Goal of the exercise -
Repeat every line below exactly as it reads.

Given data -
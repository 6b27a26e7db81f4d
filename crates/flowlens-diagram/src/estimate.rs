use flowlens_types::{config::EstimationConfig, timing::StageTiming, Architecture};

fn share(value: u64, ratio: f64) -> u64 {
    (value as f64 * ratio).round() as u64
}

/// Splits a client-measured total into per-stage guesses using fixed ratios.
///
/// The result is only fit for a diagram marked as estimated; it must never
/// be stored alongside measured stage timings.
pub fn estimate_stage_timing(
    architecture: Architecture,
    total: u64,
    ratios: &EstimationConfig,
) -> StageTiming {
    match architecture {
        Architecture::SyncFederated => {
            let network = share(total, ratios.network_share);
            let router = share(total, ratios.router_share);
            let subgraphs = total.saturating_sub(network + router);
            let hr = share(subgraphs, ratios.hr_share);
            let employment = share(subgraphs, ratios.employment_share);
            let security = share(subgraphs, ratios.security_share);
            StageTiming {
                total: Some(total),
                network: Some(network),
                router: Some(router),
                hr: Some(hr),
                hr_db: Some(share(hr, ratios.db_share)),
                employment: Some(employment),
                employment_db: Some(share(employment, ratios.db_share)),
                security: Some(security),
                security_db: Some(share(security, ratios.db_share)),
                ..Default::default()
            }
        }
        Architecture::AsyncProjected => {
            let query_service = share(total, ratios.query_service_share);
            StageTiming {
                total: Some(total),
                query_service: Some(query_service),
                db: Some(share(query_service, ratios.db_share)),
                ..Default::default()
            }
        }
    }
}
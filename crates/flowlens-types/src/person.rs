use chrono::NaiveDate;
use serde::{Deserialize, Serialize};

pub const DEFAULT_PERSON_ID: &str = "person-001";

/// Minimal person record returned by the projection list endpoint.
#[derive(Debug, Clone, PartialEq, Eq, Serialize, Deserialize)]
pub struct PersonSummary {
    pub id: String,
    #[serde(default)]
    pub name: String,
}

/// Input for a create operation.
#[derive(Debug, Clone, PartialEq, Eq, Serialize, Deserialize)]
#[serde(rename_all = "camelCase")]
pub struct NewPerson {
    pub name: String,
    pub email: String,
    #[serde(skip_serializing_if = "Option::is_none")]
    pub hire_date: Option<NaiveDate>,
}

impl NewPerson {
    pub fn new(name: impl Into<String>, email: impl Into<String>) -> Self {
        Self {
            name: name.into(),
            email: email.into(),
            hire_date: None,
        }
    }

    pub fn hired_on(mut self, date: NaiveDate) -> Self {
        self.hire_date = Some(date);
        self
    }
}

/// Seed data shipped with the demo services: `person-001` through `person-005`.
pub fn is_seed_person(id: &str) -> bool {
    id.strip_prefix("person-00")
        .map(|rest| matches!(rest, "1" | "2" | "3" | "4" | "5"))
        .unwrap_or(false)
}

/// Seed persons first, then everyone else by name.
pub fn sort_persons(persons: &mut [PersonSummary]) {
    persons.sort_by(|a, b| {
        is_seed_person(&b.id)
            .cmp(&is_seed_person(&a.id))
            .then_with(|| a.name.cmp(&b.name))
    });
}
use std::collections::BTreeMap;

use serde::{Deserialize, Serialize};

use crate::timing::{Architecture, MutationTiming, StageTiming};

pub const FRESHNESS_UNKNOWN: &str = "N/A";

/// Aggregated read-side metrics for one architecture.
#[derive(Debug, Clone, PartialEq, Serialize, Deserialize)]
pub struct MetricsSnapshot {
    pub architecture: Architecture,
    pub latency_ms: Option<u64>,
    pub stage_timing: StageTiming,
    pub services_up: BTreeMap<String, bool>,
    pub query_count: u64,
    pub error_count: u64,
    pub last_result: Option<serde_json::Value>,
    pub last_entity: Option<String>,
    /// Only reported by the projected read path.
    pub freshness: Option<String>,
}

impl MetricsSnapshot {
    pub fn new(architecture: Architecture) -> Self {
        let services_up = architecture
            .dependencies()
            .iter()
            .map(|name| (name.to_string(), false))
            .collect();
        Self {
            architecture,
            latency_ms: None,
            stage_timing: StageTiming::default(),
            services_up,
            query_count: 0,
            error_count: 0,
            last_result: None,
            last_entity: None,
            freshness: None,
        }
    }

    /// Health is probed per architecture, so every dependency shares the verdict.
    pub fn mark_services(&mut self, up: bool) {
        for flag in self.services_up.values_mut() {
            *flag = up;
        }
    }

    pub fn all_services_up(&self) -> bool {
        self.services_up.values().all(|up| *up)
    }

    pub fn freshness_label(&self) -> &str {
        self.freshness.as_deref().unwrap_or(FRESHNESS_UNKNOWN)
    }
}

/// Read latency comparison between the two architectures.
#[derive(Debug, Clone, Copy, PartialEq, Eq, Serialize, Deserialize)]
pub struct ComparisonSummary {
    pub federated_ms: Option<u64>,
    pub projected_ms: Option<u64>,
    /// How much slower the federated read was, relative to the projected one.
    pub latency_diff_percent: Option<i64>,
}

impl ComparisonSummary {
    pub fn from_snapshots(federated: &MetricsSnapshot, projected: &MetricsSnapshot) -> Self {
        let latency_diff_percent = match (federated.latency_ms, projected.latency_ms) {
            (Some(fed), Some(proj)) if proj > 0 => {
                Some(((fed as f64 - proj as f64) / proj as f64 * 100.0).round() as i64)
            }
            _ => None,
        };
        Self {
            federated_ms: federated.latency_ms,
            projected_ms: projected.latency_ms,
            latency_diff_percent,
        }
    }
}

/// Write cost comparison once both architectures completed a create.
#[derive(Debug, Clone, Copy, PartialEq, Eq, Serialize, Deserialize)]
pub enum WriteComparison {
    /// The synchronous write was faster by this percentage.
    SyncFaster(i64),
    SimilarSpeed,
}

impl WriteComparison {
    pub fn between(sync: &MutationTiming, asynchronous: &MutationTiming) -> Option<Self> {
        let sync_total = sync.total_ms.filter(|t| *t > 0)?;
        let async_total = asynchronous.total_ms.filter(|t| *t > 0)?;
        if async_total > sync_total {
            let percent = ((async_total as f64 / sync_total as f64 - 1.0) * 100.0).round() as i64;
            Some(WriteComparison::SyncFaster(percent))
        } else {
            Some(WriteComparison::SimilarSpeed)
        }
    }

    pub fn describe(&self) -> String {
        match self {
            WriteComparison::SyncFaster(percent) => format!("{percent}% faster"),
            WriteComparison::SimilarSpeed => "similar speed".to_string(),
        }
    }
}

Written solution -
repository 6b27a26e7db81f4d
filename crates/flowlens-diagram/src/estimate.rs
use flowlens_types::{config::EstimationConfig, timing::StageTiming, Architecture};

fn share(value: u64, ratio: f64) -> u64 {
    (value as f64 * ratio).round() as u64
}

/// Splits a client-measured total into per-stage guesses using fixed ratios.
///
/// The result is only fit for a diagram marked as estimated; it must never
/// be stored alongside measured stage timings.
pub fn estimate_stage_timing(
    architecture: Architecture,
    total: u64,
    ratios: &EstimationConfig,
) -> StageTiming {
    match architecture {
        Architecture::SyncFederated => {
            let network = share(total, ratios.network_share);
            let router = share(total, ratios.router_share);
            let subgraphs = total.saturating_sub(network + router);
            let hr = share(subgraphs, ratios.hr_share);
            let employment = share(subgraphs, ratios.employment_share);
            let security = share(subgraphs, ratios.security_share);
            StageTiming {
                total: Some(total),
                network: Some(network),
                router: Some(router),
                hr: Some(hr),
                hr_db: Some(share(hr, ratios.db_share)),
                employment: Some(employment),
                employment_db: Some(share(employment, ratios.db_share)),
                security: Some(security),
                security_db: Some(share(security, ratios.db_share)),
                ..Default::default()
            }
        }
        Architecture::AsyncProjected => {
            let query_service = share(total, ratios.query_service_share);
            StageTiming {
                total: Some(total),
                query_service: Some(query_service),
                db: Some(share(query_service, ratios.db_share)),
                ..Default::default()
            }
        }
    }
}
filename crates/flowlens-types/src/person.rs
use chrono::NaiveDate;
use serde::{Deserialize, Serialize};

pub const DEFAULT_PERSON_ID: &str = "person-001";

/// Minimal person record returned by the projection list endpoint.
#[derive(Debug, Clone, PartialEq, Eq, Serialize, Deserialize)]
pub struct PersonSummary {
    pub id: String,
    #[serde(default)]
    pub name: String,
}

/// Input for a create operation.
#[derive(Debug, Clone, PartialEq, Eq, Serialize, Deserialize)]
#[serde(rename_all = "camelCase")]
pub struct NewPerson {
    pub name: String,
    pub email: String,
    #[serde(skip_serializing_if = "Option::is_none")]
    pub hire_date: Option<NaiveDate>,
}

impl NewPerson {
    pub fn new(name: impl Into<String>, email: impl Into<String>) -> Self {
        Self {
            name: name.into(),
            email: email.into(),
            hire_date: None,
        }
    }

    pub fn hired_on(mut self, date: NaiveDate) -> Self {
        self.hire_date = Some(date);
        self
    }
}

/// Seed data shipped with the demo services: `person-001` through `person-005`.
pub fn is_seed_person(id: &str) -> bool {
    id.strip_prefix("person-00")
        .map(|rest| matches!(rest, "1" | "2" | "3" | "4" | "5"))
        .unwrap_or(false)
}

/// Seed persons first, then everyone else by name.
pub fn sort_persons(persons: &mut [PersonSummary]) {
    persons.sort_by(|a, b| {
        is_seed_person(&b.id)
            .cmp(&is_seed_person(&a.id))
            .then_with(|| a.name.cmp(&b.name))
    });
}
use std::collections::BTreeMap;

use serde::{Deserialize, Serialize};

use crate::timing::{Architecture, MutationTiming, StageTiming};

pub const FRESHNESS_UNKNOWN: &str = "N/A";

/// Aggregated read-side metrics for one architecture.
#[derive(Debug, Clone, PartialEq, Serialize, Deserialize)]
pub struct MetricsSnapshot {
    pub architecture: Architecture,
    pub latency_ms: Option<u64>,
    pub stage_timing: StageTiming,
    pub services_up: BTreeMap<String, bool>,
    pub query_count: u64,
    pub error_count: u64,
    pub last_result: Option<serde_json::Value>,
    pub last_entity: Option<String>,
    /// Only reported by the projected read path.
    pub freshness: Option<String>,
}

impl MetricsSnapshot {
    pub fn new(architecture: Architecture) -> Self {
        let services_up = architecture
            .dependencies()
            .iter()
            .map(|name| (name.to_string(), false))
            .collect();
        Self {
            architecture,
            latency_ms: None,
            stage_timing: StageTiming::default(),
            services_up,
            query_count: 0,
            error_count: 0,
            last_result: None,
            last_entity: None,
            freshness: None,
        }
    }

    /// Health is probed per architecture, so every dependency shares the verdict.
    pub fn mark_services(&mut self, up: bool) {
        for flag in self.services_up.values_mut() {
            *flag = up;
        }
    }

    pub fn all_services_up(&self) -> bool {
        self.services_up.values().all(|up| *up)
    }

    pub fn freshness_label(&self) -> &str {
        self.freshness.as_deref().unwrap_or(FRESHNESS_UNKNOWN)
    }
}

/// Read latency comparison between the two architectures.
#[derive(Debug, Clone, Copy, PartialEq, Eq, Serialize, Deserialize)]
pub struct ComparisonSummary {
    pub federated_ms: Option<u64>,
    pub projected_ms: Option<u64>,
    /// How much slower the federated read was, relative to the projected one.
    pub latency_diff_percent: Option<i64>,
}

impl ComparisonSummary {
    pub fn from_snapshots(federated: &MetricsSnapshot, projected: &MetricsSnapshot) -> Self {
        let latency_diff_percent = match (federated.latency_ms, projected.latency_ms) {
            (Some(fed), Some(proj)) if proj > 0 => {
                Some(((fed as f64 - proj as f64) / proj as f64 * 100.0).round() as i64)
            }
            _ => None,
        };
        Self {
            federated_ms: federated.latency_ms,
            projected_ms: projected.latency_ms,
            latency_diff_percent,
        }
    }
}

/// Write cost comparison once both architectures completed a create.
#[derive(Debug, Clone, Copy, PartialEq, Eq, Serialize, Deserialize)]
pub enum WriteComparison {
    /// The synchronous write was faster by this percentage.
    SyncFaster(i64),
    SimilarSpeed,
}

impl WriteComparison {
    pub fn between(sync: &MutationTiming, asynchronous: &MutationTiming) -> Option<Self> {
        let sync_total = sync.total_ms.filter(|t| *t > 0)?;
        let async_total = asynchronous.total_ms.filter(|t| *t > 0)?;
        if async_total > sync_total {
            let percent = ((async_total as f64 / sync_total as f64 - 1.0) * 100.0).round() as i64;
            Some(WriteComparison::SyncFaster(percent))
        } else {
            Some(WriteComparison::SimilarSpeed)
        }
    }

    pub fn describe(&self) -> String {
        match self {
            WriteComparison::SyncFaster(percent) => format!("{percent}% faster"),
            WriteComparison::SimilarSpeed => "similar speed".to_string(),
        }
    }
}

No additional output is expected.